— EXERCISE DATA —
=-=-=-=-=

//! Credential protection.
//!
//! - Credentials are stored in `Zeroizing` containers for automatic memory clearing
//! - Connection strings are redacted by [`crate::error::redact_database_url`]
//!   before they reach logs, errors, events or reports

mod credentials;

pub use credentials::Credentials;
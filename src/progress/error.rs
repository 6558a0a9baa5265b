use snafu::Snafu;

/// The two classes of monitor failure.
#[derive(Debug, Clone, Copy, PartialEq, Eq)]
pub enum ErrorKind {
    /// A caller supplied value broke a precondition.
    InvalidArgument,
    /// A mutating call was made after `complete` without a `reset`.
    InvalidState,
}

/// Errors returned by [`ProgressMonitor`](super::ProgressMonitor) operations.
///
/// A failed call never changes the monitor.
#[derive(Debug, Clone, PartialEq, Eq, Snafu)]
#[snafu(visibility(pub(crate)))]
pub enum ProgressError {
    #[snafu(display("minStepSize <= 0"))]
    MinStepSizeNotPositive,

    #[snafu(display("maxStepSize <= 0"))]
    MaxStepSizeNotPositive,

    #[snafu(display("maxStepSize < minStepSize"))]
    StepRangeInverted,

    #[snafu(display("maximum < 1"))]
    MaximumNotPositive,

    #[snafu(display("maximum ({maximum}) < progress ({progress})"))]
    MaximumBelowProgress { maximum: u64, progress: u64 },

    #[snafu(display("count ({count}) < progress ({progress})"))]
    CountBelowProgress { count: u64, progress: u64 },

    #[snafu(display("count ({count}) > maximum ({maximum})"))]
    CountAboveMaximum { count: u64, maximum: u64 },

    #[snafu(display("operation has completed"))]
    Completed,
}

impl ProgressError {
    pub fn kind(&self) -> ErrorKind {
        match self {
            ProgressError::Completed => ErrorKind::InvalidState,
            _ => ErrorKind::InvalidArgument,
        }
    }
}
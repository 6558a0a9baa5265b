// Path helper utilities shared across transfer operations
use std::path::Path;

/// Build a remote path by joining base and a relative path, always with '/' separators.
pub fn build_remote_path(base: &str, relative: &str) -> String {
    let relative = relative.replace('\\', "/");
    let relative = relative.trim_start_matches('/');
    if base.is_empty() || base == "/" {
        relative.to_string()
    } else {
        format!("{}{relative}", ensure_trailing_slash(base))
    }
}

/// Return a new String that guarantees a trailing '/'.
pub fn ensure_trailing_slash(path: &str) -> String {
    if path.ends_with('/') {
        path.to_string()
    } else {
        format!("{path}/")
    }
}

/// Get a path relative to `base_path`, falling back to the file name.
///
/// Downloading a single file yields its file name.
pub fn get_root_relative_path(full_path: &str, base_path: &str) -> String {
    let full_path = Path::new(full_path.trim_start_matches('/'));
    let base_path = Path::new(base_path.trim_start_matches('/'));

    let file_name = || {
        full_path
            .file_name()
            .map(|s| s.to_string_lossy().to_string())
            .unwrap_or_default()
    };

    if full_path == base_path {
        return file_name();
    }

    full_path
        .strip_prefix(base_path)
        .map(|p| p.to_string_lossy().to_string())
        .unwrap_or_else(|_| file_name())
}
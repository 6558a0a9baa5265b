// Error conversion helpers and wrapping macro for Snafu-based errors
use crate::error::Error;
use crate::progress::ProgressError;

/// Convert different error types into our unified Error type.
pub trait IntoProgmonError {
    fn into_error(self) -> Error;
}

impl IntoProgmonError for Error {
    fn into_error(self) -> Error {
        self
    }
}

impl IntoProgmonError for ProgressError {
    fn into_error(self) -> Error {
        self.into()
    }
}

impl IntoProgmonError for opendal::Error {
    fn into_error(self) -> Error {
        self.into()
    }
}

impl IntoProgmonError for std::io::Error {
    fn into_error(self) -> Error {
        self.into()
    }
}

/// Macro to wrap a Result-producing expression into a Snafu variant with `source: Box<Error>`.
/// Example:
/// wrap_err!(op.await, DownloadFailed { remote_path: rp, local_path: lp })?
#[macro_export]
macro_rules! wrap_err {
    ($expr:expr, $variant:ident { $($field:ident : $value:expr),* $(,)? }) => {{
        $expr.map_err(|e| {
            let src: $crate::error::Error = $crate::storage::utils::error::IntoProgmonError::into_error(e);
            $crate::error::Error::$variant { $($field: $value),*, source: Box::new(src) }
        })
    }};
}
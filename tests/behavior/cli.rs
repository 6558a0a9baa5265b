use crate::*;
use assert_cmd::prelude::*;
use predicates::prelude::*;
use progmon::error::Result;
use progmon::storage::StorageClient;
use tokio::fs;

pub fn tests(client: &StorageClient, tests: &mut Vec<Trial>) {
    tests.extend(trials!(
        test_simulate_prints_adaptive_sequence,
        test_simulate_json_output,
        test_simulate_passes_reset_between_runs,
        test_simulate_constant_step_with_percent,
        test_simulate_count_above_maximum_fails,
        test_inverted_step_range_fails,
        test_step_range_from_env
    ));

    tests.extend(async_trials!(
        client,
        e2e_test_put_then_get_round_trip,
        e2e_test_put_directory_requires_recursive,
        e2e_test_get_missing_path_fails
    ));
}

fn stdout_lines(output: &std::process::Output) -> Vec<String> {
    String::from_utf8_lossy(&output.stdout)
        .lines()
        .map(str::to_string)
        .collect()
}

fn test_simulate_prints_adaptive_sequence() -> Result<()> {
    let output = progmon_cmd()
        .args(["simulate", "--count", "10000"])
        .assert()
        .success()
        .get_output()
        .clone();

    let expected: Vec<String> = [
        10, 20, 30, 40, 50, 60, 72, 84, 96, 114, 132, 156, 186, 222, 264, 312, 372, 444, 528, 630,
        756, 906, 1086, 1302, 1560, 1872, 2244, 2688, 3222, 3864, 4632, 5556, 6000, 7000, 8000,
        9000, 10000,
    ]
    .iter()
    .map(u64::to_string)
    .collect();
    assert_eq!(stdout_lines(&output), expected);
    Ok(())
}

fn test_simulate_json_output() -> Result<()> {
    let output = progmon_cmd()
        .args(["simulate", "--count", "50", "--maximum", "50", "--format", "json"])
        .assert()
        .success()
        .get_output()
        .clone();

    let events: Vec<serde_json::Value> = stdout_lines(&output)
        .iter()
        .map(|line| serde_json::from_str(line))
        .collect::<std::result::Result<_, _>>()?;

    let progress: Vec<u64> = events
        .iter()
        .map(|e| e["progress"].as_u64().unwrap())
        .collect();
    assert_eq!(progress, vec![10, 20, 30, 40, 50]);
    assert!(events.iter().all(|e| e["maximum"].as_u64() == Some(50)));
    Ok(())
}

fn test_simulate_passes_reset_between_runs() -> Result<()> {
    let output = progmon_cmd()
        .args(["simulate", "--count", "100", "--maximum", "100", "--passes", "2"])
        .assert()
        .success()
        .get_output()
        .clone();

    // Reset drops the step back to the minimum until the first publish of the pass.
    let expected = [
        "20/100", "40/100", "60/100", "80/100", "100/100", "10/100", "20/100", "40/100", "60/100",
        "80/100", "100/100",
    ];
    assert_eq!(stdout_lines(&output), expected);
    Ok(())
}

fn test_simulate_constant_step_with_percent() -> Result<()> {
    progmon_cmd()
        .args([
            "simulate",
            "--count",
            "4",
            "--maximum",
            "4",
            "--step",
            "2",
            "--percent",
        ])
        .assert()
        .success()
        .stdout("50%\n2/4\n100%\n4/4\n");
    Ok(())
}

fn test_simulate_count_above_maximum_fails() -> Result<()> {
    progmon_cmd()
        .args(["simulate", "--count", "101", "--maximum", "100"])
        .assert()
        .failure()
        .stderr(predicate::str::contains("count (101) > maximum (100)"));
    Ok(())
}

fn test_inverted_step_range_fails() -> Result<()> {
    progmon_cmd()
        .args(["--min-step", "10", "--max-step", "1", "simulate", "--count", "5"])
        .assert()
        .failure()
        .stderr(predicate::str::contains("maxStepSize < minStepSize"));
    Ok(())
}

fn test_step_range_from_env() -> Result<()> {
    progmon_cmd()
        .env("PROGMON_MIN_STEP", "3")
        .env("PROGMON_MAX_STEP", "3")
        .args(["simulate", "--count", "10"])
        .assert()
        .success()
        .stdout("3\n6\n9\n10\n");
    Ok(())
}

async fn e2e_test_put_then_get_round_trip(client: StorageClient) -> Result<()> {
    let local_dir = TEST_FIXTURE.new_local_dir();
    let (local_file, content) = TEST_FIXTURE.new_local_file(&local_dir, "payload.bin", 1..32 * 1024);
    let remote_dir = TEST_FIXTURE.new_remote_dir();

    progmon_cmd()
        .arg("put")
        .arg(&local_file)
        .arg(&remote_dir)
        .assert()
        .success()
        .stdout(predicate::str::contains("Uploaded:").and(predicate::str::contains("100%")));

    let remote_file = format!("{remote_dir}payload.bin");
    let stored = client.operator().read(&remote_file).await?;
    assert_eq!(stored.to_vec(), content);

    let download_dir = TEST_FIXTURE.new_local_dir();
    progmon_cmd()
        .arg("get")
        .arg(&remote_file)
        .arg(&download_dir)
        .assert()
        .success()
        .stdout(predicate::str::contains("Downloaded:").and(predicate::str::contains("100%")));

    let actual = fs::read(download_dir.join("payload.bin")).await?;
    assert_eq!(actual, content);
    Ok(())
}

async fn e2e_test_put_directory_requires_recursive(client: StorageClient) -> Result<()> {
    let local_dir = TEST_FIXTURE.new_local_dir();
    TEST_FIXTURE.new_local_file(&local_dir, "a.txt", 1..256);
    let remote_dir = TEST_FIXTURE.new_remote_dir();

    progmon_cmd()
        .arg("put")
        .arg(&local_dir)
        .arg(&remote_dir)
        .assert()
        .failure()
        .stderr(predicate::str::contains("Use -R to upload directories"));

    assert!(!client.operator().exists(&remote_dir).await?);

    progmon_cmd()
        .arg("put")
        .arg("-R")
        .arg(&local_dir)
        .arg(&remote_dir)
        .assert()
        .success();

    assert!(client.operator().exists(&format!("{remote_dir}a.txt")).await?);
    Ok(())
}

async fn e2e_test_get_missing_path_fails(_client: StorageClient) -> Result<()> {
    let remote = format!("{}absent.txt", TEST_FIXTURE.new_remote_dir());

    progmon_cmd()
        .arg("get")
        .arg(&remote)
        .arg(TEST_FIXTURE.new_local_dir())
        .assert()
        .failure()
        .stderr(predicate::str::contains("Failed to download"));
    Ok(())
}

=-=-=-=-=

— TASK INSTRUCTIONS —
In the records, locate each line holding the string "format" and copy it.

— TASK OUTPUT —
        format!("{}{relative}", ensure_trailing_slash(base))
        format!("{path}/")
        .args(["simulate", "--count", "50", "--maximum", "50", "--format", "json"])
    let remote_file = format!("{remote_dir}payload.bin");
    assert!(client.operator().exists(&format!("{remote_dir}a.txt")).await?);
    let remote = format!("{}absent.txt", TEST_FIXTURE.new_remote_dir());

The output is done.